Reference numeral 6 has been applied in the drawings to indicate M-effect causing overlays arranged around the outer surfaces of channel-shaped fusible elements 4a, 4b near the centers thereof. Overlays 6 have a fusing point lower than the fusing point of the base metal of which fusible elements 4a and 4b are made and sever by a diffusion process fusible elements 4a and 4b well below the fusing points thereof.

Reference numeral 7 has been applied in the drawings to indicate prisms of a solid gas-evolving material which are clamped between the web portions and the flange portions 4a', 4a", and 4b', 4b", respectively, of fusible elements 4a and 4b. When breaks are formed by severing of the current path through fusible elements 4a and 4b by overlays 6, the resulting arcs cause evolution of gases from gas-evolving blocks 7. The gases evolved from blocks 7 in fusible elements 4a are opposed to each other, and thus create a state of turbulence which is conducive to rapid extinction of low current arcs. The jets of gases evolved from blocks 7 in fusible elements 4b are of opposite directions, as indicated by the arrows R in FIG. 2. These jets accelerate cooling and de-ionization of the arc products since they increase the speed at which a physical contact takes place between the hot arc products and the cool granular filler 2.

It should be noted that blocks 7 do not require any fasteners for attaching the same to the fusible elements 4a and 4b. The clamping action of the web portions and the flange portions of elements 4a and 4b suffices to secure blocks 7 sufficiently firmly to fusible elements 4a and 4b.

In the drawings reference numeral 11 has been applied to indicate a liner inside of casing 1 intended to reduce the radially outward heat flow. Liner 11 may be omitted if casing 1 is of a material capable of performing this function.

Blade contacts 4 are preferably supported at two points. One of these points is where blade contacts 4 project through the end surfaces 3a of terminal caps or ferrules 3. The other point is where hollow pins 9 project through bores 8 in blade contacts 4. Nail-like fasteners are driven through terminal caps 3 and casing 1 into hollow pins 9 to expand their outer ends.

In FIGS. 4 to 9 the same reference numerals have been applied to indicate like parts as in FIGS. 1-3.

The geometry of fusible elements 4a, 4b in FIGS. 4 and 5 is substantially the same as in FIGS. 1 to 3.

As shown in FIGS. 4 and 5 fusible elements 4a and 4b have no ends of the web portions 4a', 4b' which project beyond their flange portions 4a", 4b". Fusible elements 4a are conductively connected to blade contacts 4 by angular strips or parts x, y, z. The longer current path of fusible elements 4b relative to that of 4a is compensated by making the resistances of the connectors of fusible elements 4b smaller than the resistances of the connectors of fusible elements 4a. One of these connectors has been shown in side elevation in FIG. 5a. The same figure also shows a side elevation of a connector x', y', z' of fusible element 4b.

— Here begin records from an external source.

//! Arithmetic Logic Unit (ALU).
//!
//! This module implements the pure value/flag computations of the instruction set.
//! Every operation takes the destination value `d`, the source value `s`, and the
//! current Z and C flags, and returns the candidate result plus candidate flags.
//! Whether those are committed is decided by the core from the effect bits.
//!
//! Operations are organized into submodules by category:
//! - [`arithmetic`]: add/subtract families, compares, sums, sign operations, limits
//! - [`logic`]:      AND, ANDN, OR, XOR and the mux family
//! - [`shifts`]:     rotates, shifts and bit reversal
//!
//! The carry helpers below are the single implementation of 32-bit unsigned and
//! signed overflow detection; the Counter Unit reuses them.

/// Add/subtract families, compares, sums, sign operations and limits.
pub mod arithmetic;

/// Bitwise logic and the mux family.
pub mod logic;

/// Rotates, shifts and bit reversal.
pub mod shifts;

use crate::isa::Opcode;

/// Operations computed purely from `(d, s, z, c)`.
#[derive(Clone, Copy, Debug, PartialEq, Eq, Hash)]
#[allow(missing_docs)]
pub enum AluOp {
    Add,
    AddAbs,
    AddS,
    AddX,
    AddSx,
    Sub,
    SubAbs,
    SubS,
    SubX,
    SubSx,
    Cmps,
    Cmpsx,
    CmpSub,
    SumC,
    SumNc,
    SumZ,
    SumNz,
    Mov,
    Neg,
    Abs,
    AbsNeg,
    NegC,
    NegNc,
    NegZ,
    NegNz,
    /// Limit maximum: unsigned `min(d, s)`.
    Max,
    /// Limit minimum: unsigned `max(d, s)`.
    Min,
    /// Signed limit maximum.
    Maxs,
    /// Signed limit minimum.
    Mins,
    And,
    AndN,
    Or,
    Xor,
    MuxC,
    MuxNc,
    MuxZ,
    MuxNz,
    Ror,
    Rol,
    Shr,
    Shl,
    Rcr,
    Rcl,
    Sar,
    Rev,
}

impl AluOp {
    /// Maps an opcode to its ALU operation; opcodes with side effects beyond
    /// `(d, s, z, c)` (bus, branches, field moves, waits) return `None`.
    pub const fn from_opcode(op: Opcode) -> Option<Self> {
        let alu = match op {
            Opcode::Add => Self::Add,
            Opcode::AddAbs => Self::AddAbs,
            Opcode::AddS => Self::AddS,
            Opcode::AddX => Self::AddX,
            Opcode::AddSx => Self::AddSx,
            Opcode::Sub => Self::Sub,
            Opcode::SubAbs => Self::SubAbs,
            Opcode::SubS => Self::SubS,
            Opcode::SubX => Self::SubX,
            Opcode::SubSx => Self::SubSx,
            Opcode::Cmps => Self::Cmps,
            Opcode::Cmpsx => Self::Cmpsx,
            Opcode::CmpSub => Self::CmpSub,
            Opcode::SumC => Self::SumC,
            Opcode::SumNc => Self::SumNc,
            Opcode::SumZ => Self::SumZ,
            Opcode::SumNz => Self::SumNz,
            Opcode::Mov => Self::Mov,
            Opcode::Neg => Self::Neg,
            Opcode::Abs => Self::Abs,
            Opcode::AbsNeg => Self::AbsNeg,
            Opcode::NegC => Self::NegC,
            Opcode::NegNc => Self::NegNc,
            Opcode::NegZ => Self::NegZ,
            Opcode::NegNz => Self::NegNz,
            Opcode::Max => Self::Max,
            Opcode::Min => Self::Min,
            Opcode::Maxs => Self::Maxs,
            Opcode::Mins => Self::Mins,
            Opcode::And => Self::And,
            Opcode::AndN => Self::AndN,
            Opcode::Or => Self::Or,
            Opcode::Xor => Self::Xor,
            Opcode::MuxC => Self::MuxC,
            Opcode::MuxNc => Self::MuxNc,
            Opcode::MuxZ => Self::MuxZ,
            Opcode::MuxNz => Self::MuxNz,
            Opcode::Ror => Self::Ror,
            Opcode::Rol => Self::Rol,
            Opcode::Shr => Self::Shr,
            Opcode::Shl => Self::Shl,
            Opcode::Rcr => Self::Rcr,
            Opcode::Rcl => Self::Rcl,
            Opcode::Sar => Self::Sar,
            Opcode::Rev => Self::Rev,
            _ => return None,
        };
        Some(alu)
    }

    /// Compare-only operations never store their result.
    pub const fn is_compare(self) -> bool {
        matches!(self, Self::Cmps | Self::Cmpsx)
    }
}

/// Candidate result and flags produced by an ALU operation.
#[derive(Clone, Copy, Debug, PartialEq, Eq)]
pub struct AluOut {
    /// Computed result.
    pub value: u32,
    /// Candidate carry flag.
    pub carry: bool,
    /// Candidate zero flag.
    pub zero: bool,
}

impl AluOut {
    /// Result with the default zero rule (`value == 0`).
    #[inline]
    pub const fn new(value: u32, carry: bool) -> Self {
        Self {
            value,
            carry,
            zero: value == 0,
        }
    }
}

/// Arithmetic Logic Unit for 32-bit operations.
#[derive(Debug)]
pub struct Alu;

impl Alu {
    /// Executes an ALU operation.
    ///
    /// # Arguments
    ///
    /// * `op` - The ALU operation to perform
    /// * `d`  - Destination value
    /// * `s`  - Source value (already resolved against the immediate flag)
    /// * `z`  - Current zero flag
    /// * `c`  - Current carry flag
    ///
    /// # Returns
    ///
    /// The candidate result and flags.
    ///
    /// # Examples
    ///
    /// ```
    /// use octosim_core::core::units::alu::{Alu, AluOp};
    ///
    /// let out = Alu::execute(AluOp::Sub, 0, 1, false, false);
    /// assert_eq!(out.value, u32::MAX);
    /// assert!(out.carry); // unsigned borrow
    ///
    /// let out = Alu::execute(AluOp::Xor, 0b1011, 0b0001, false, false);
    /// assert_eq!(out.value, 0b1010);
    /// assert!(!out.carry); // even parity
    /// ```
    pub fn execute(op: AluOp, d: u32, s: u32, z: bool, c: bool) -> AluOut {
        match op {
            AluOp::And
            | AluOp::AndN
            | AluOp::Or
            | AluOp::Xor
            | AluOp::MuxC
            | AluOp::MuxNc
            | AluOp::MuxZ
            | AluOp::MuxNz => logic::execute(op, d, s, z, c),

            AluOp::Ror
            | AluOp::Rol
            | AluOp::Shr
            | AluOp::Shl
            | AluOp::Rcr
            | AluOp::Rcl
            | AluOp::Sar
            | AluOp::Rev => shifts::execute(op, d, s, c),

            _ => arithmetic::execute(op, d, s, z, c),
        }
    }
}

/// Whether `a + b + carry_in`, read as unsigned, exceeds 32 bits.
#[inline]
pub const fn unsigned_carry_in(a: u32, b: u32, carry_in: bool) -> bool {
    (a as u64) + (b as u64) + (carry_in as u64) > u32::MAX as u64
}

/// Whether `a + b + carry_in`, read as signed, leaves the 32-bit signed range.
#[inline]
pub fn signed_carry_in(a: u32, b: u32, carry_in: bool) -> bool {
    let sum = (a as i32 as i64) + (b as i32 as i64) + (carry_in as i64);
    i32::try_from(sum).is_err()
}

/// Unsigned carry out of `a + b`.
#[inline]
pub const fn unsigned_carry(a: u32, b: u32) -> bool {
    unsigned_carry_in(a, b, false)
}

/// Signed overflow of `a + b`.
#[inline]
pub fn signed_carry(a: u32, b: u32) -> bool {
    signed_carry_in(a, b, false)
}

/// Unsigned borrow of `d - s - borrow_in`.
#[inline]
pub const fn unsigned_borrow(d: u32, s: u32, borrow_in: bool) -> bool {
    !unsigned_carry_in(d, !s, !borrow_in)
}

/// Signed overflow of `d - s - borrow_in`.
#[inline]
pub fn signed_borrow(d: u32, s: u32, borrow_in: bool) -> bool {
    signed_carry_in(d, !s, !borrow_in)
}

/// Odd parity of all 32 bits.
#[inline]
pub const fn parity(value: u32) -> bool {
    value.count_ones() % 2 == 1
}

The structure shown in FIGS. 6 and 7 differs from that shown in FIGS. 4, 5 and 5a in that in the last mentioned structure the channel-shaped fusible elements 4a are turned with their flange portions 4a" toward blade contacts 4, and the fusible elements 4b being turned with their flange portions 4b" away from blade contacts 4, while in the structure shown in FIGS. 6 and 7 all the fusible elements 4a and 4b are turned with their flange portions away from blade contacts 4. This has also been shown in FIG. 5a.

According to FIGS. 6 and 7 fusible elements 4a have connectors x, y, z, and fusible elements 4b have connectors x', y', z'. Since the former have to bridge a smaller spacing from blades 4 than the latter, the resistance of x, y, z is larger than that of x', y', z'.

It should further be noted that in the structure of FIGS. 6 and 7 the connector portions x are formed by the web portions 4a' of fusible elements 4a which are extended beyond their flange portions 4a". In the fusible element 4b an additional tab x' is conductively connected to the web portions 4b' which does not extend beyond flange portions 4b".

In the structure of FIGS. 8 and 9 all fusible elements are identical. All are channel-shaped and each has the same cross-sectional area. Substantially Z-shaped connectors x, y, z connect the rear of the webs of fusible elements 4a having relatively short current paths to blade contacts 4. Similar connectors x', y', z' connect the fusible elements 4b to blade contacts 4. Since the length of the current path of fusible elements 4b exceeds that of fusible elements 4a, this must be compensated by making the aggregate resistance of connectors x', y', z' less than the aggregate resistance of connectors x, y, z.

It should be understood that this invention is not limited to the six fusible element configuration shown in FIGS. 1-9. A general idea underlying this invention is to establish in cross-section a more or less circular or elliptical pattern of current paths of which the fusible elements which have a larger spacing from the plane A defined by the blade contacts 4 have connectors of smaller ohmic resistance than the fusible elements which have a smaller spacing from the pair of blade contacts 4. Thus it might, for instance, be thinkable to arrange four fusible elements to each side of the blade contacts 4. Of these fusible elements two pairs would be arranged near the center of the blade contacts, each pair on opposite sides thereof and having a relatively wide spacing from the plane A defined by the pair of blade contacts. The fuse would further include two pairs of fusible elements of which each pair would be arranged close to each edge and at opposite sides of the blade contacts and having a relatively narrow spacing from the plane A defined by the blade contacts.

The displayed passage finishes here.